Problem to work on — Among these records, which lines include "DialectKind"? Copy them out.

Records drawn from a dataset
_ _ _ _
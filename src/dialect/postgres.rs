use super::{Dialect, DialectKind};
use crate::catalog::FieldModel;

/// Digits used for numeric `to_char` masks when the field declares no size.
const DEFAULT_NUMERIC_WIDTH: u32 = 15;

#[derive(Debug, Clone, Copy, Default)]
pub struct PostgreSql;

impl PostgreSql {
    /// `S999D99`-style mask: sign, integer digits, decimal separator, fraction digits.
    fn numeric_mask(field: &FieldModel) -> String {
        let size = if field.size == 0 {
            DEFAULT_NUMERIC_WIDTH
        } else {
            field.size
        };
        let fraction = field.precision.min(size);
        let integer = size - fraction;
        let mut mask = String::from("S");
        mask.push_str(&"9".repeat(integer as usize));
        if fraction > 0 {
            mask.push('D');
            mask.push_str(&"9".repeat(fraction as usize));
        }
        mask
    }
}

impl Dialect for PostgreSql {
    fn kind(&self) -> DialectKind {
        DialectKind::PostgreSql
    }

    fn if_null_function(&self) -> &'static str {
        "COALESCE"
    }

    fn to_text(&self, expr: &str, field: &FieldModel) -> String {
        let mask = if field.sql_type.is_numeric() {
            Self::numeric_mask(field)
        } else if field.sql_type.is_temporal() {
            "day DD/MM/YYYY HH:MI:SS".to_string()
        } else {
            return expr.to_string();
        };
        format!("to_char({}, '{}')", expr, mask)
    }

    fn current_date(&self) -> &'static str {
        "current_date"
    }

    fn current_time(&self) -> &'static str {
        "current_time"
    }

    fn current_timestamp(&self) -> &'static str {
        "clock_timestamp()"
    }

    fn wrap_window(&self, inner: &str, _order_by: Option<&str>, min: i64, max: i64) -> String {
        format!("{} LIMIT {} OFFSET {}", inner, max, min)
    }
}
_ _ _ _
Worked solution —
use super::{Dialect, DialectKind};
    fn kind(&self) -> DialectKind {
        DialectKind::PostgreSql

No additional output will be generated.